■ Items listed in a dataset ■
+-------+

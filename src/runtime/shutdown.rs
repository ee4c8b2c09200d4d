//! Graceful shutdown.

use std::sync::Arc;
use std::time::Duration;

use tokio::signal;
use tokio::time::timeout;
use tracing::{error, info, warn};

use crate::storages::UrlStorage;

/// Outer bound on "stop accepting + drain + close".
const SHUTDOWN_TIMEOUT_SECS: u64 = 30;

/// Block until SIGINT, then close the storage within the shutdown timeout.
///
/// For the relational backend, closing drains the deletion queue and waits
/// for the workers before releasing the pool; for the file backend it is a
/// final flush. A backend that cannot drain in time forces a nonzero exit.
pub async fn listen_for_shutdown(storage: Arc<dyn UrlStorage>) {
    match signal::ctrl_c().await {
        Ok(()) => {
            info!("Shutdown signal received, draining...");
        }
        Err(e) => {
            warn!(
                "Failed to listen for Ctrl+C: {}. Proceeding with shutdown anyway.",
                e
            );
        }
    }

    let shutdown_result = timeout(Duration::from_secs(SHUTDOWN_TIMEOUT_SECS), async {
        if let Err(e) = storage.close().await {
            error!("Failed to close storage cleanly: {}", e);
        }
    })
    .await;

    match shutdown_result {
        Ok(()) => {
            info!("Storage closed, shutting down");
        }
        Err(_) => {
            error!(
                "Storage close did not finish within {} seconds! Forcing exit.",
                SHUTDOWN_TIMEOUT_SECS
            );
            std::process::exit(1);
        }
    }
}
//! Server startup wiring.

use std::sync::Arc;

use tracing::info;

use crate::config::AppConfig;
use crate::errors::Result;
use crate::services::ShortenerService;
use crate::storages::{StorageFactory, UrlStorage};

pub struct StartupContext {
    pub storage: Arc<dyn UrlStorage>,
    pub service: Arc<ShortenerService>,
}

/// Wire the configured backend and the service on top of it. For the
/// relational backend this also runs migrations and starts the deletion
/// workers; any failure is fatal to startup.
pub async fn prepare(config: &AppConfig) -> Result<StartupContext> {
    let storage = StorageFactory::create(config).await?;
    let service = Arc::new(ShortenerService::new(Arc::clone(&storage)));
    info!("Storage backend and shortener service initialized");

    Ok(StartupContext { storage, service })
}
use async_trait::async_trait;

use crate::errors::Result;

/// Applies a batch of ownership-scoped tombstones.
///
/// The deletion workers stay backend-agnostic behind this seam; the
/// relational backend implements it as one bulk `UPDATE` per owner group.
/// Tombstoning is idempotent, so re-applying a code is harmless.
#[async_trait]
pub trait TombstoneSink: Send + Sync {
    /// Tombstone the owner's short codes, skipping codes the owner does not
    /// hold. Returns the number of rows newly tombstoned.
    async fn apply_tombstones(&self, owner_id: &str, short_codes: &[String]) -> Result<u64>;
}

+-------+

■ ABOUT THIS EXERCISE ■
No line may be altered or left out when the data is written out.

■ TASK ANSWER ■
filename src/runtime/shutdown.rs
repository ee4c8b2c09200d4d
//! Graceful shutdown.

use std::sync::Arc;
use std::time::Duration;

use tokio::signal;
use tokio::time::timeout;
use tracing::{error, info, warn};

use crate::storages::UrlStorage;

/// Outer bound on "stop accepting + drain + close".
const SHUTDOWN_TIMEOUT_SECS: u64 = 30;

/// Block until SIGINT, then close the storage within the shutdown timeout.
///
/// For the relational backend, closing drains the deletion queue and waits
/// for the workers before releasing the pool; for the file backend it is a
/// final flush. A backend that cannot drain in time forces a nonzero exit.
pub async fn listen_for_shutdown(storage: Arc<dyn UrlStorage>) {
    match signal::ctrl_c().await {
        Ok(()) => {
            info!("Shutdown signal received, draining...");
        }
        Err(e) => {
            warn!(
                "Failed to listen for Ctrl+C: {}. Proceeding with shutdown anyway.",
                e
            );
        }
    }

    let shutdown_result = timeout(Duration::from_secs(SHUTDOWN_TIMEOUT_SECS), async {
        if let Err(e) = storage.close().await {
            error!("Failed to close storage cleanly: {}", e);
        }
    })
    .await;

    match shutdown_result {
        Ok(()) => {
            info!("Storage closed, shutting down");
        }
        Err(_) => {
            error!(
                "Storage close did not finish within {} seconds! Forcing exit.",
                SHUTDOWN_TIMEOUT_SECS
            );
            std::process::exit(1);
        }
    }
}
//! Server startup wiring.

use std::sync::Arc;

use tracing::info;

use crate::config::AppConfig;
use crate::errors::Result;
use crate::services::ShortenerService;
use crate::storages::{StorageFactory, UrlStorage};

pub struct StartupContext {
    pub storage: Arc<dyn UrlStorage>,
    pub service: Arc<ShortenerService>,
}

/// Wire the configured backend and the service on top of it. For the
/// relational backend this also runs migrations and starts the deletion
/// workers; any failure is fatal to startup.
pub async fn prepare(config: &AppConfig) -> Result<StartupContext> {
    let storage = StorageFactory::create(config).await?;
    let service = Arc::new(ShortenerService::new(Arc::clone(&storage)));
    info!("Storage backend and shortener service initialized");

    Ok(StartupContext { storage, service })
}
use async_trait::async_trait;

use crate::errors::Result;

/// Applies a batch of ownership-scoped tombstones.
///
/// The deletion workers stay backend-agnostic behind this seam; the
/// relational backend implements it as one bulk `UPDATE` per owner group.
/// Tombstoning is idempotent, so re-applying a code is harmless.
#[async_trait]
pub trait TombstoneSink: Send + Sync {
    /// Tombstone the owner's short codes, skipping codes the owner does not
    /// hold. Returns the number of rows newly tombstoned.
    async fn apply_tombstones(&self, owner_id: &str, short_codes: &[String]) -> Result<u64>;
}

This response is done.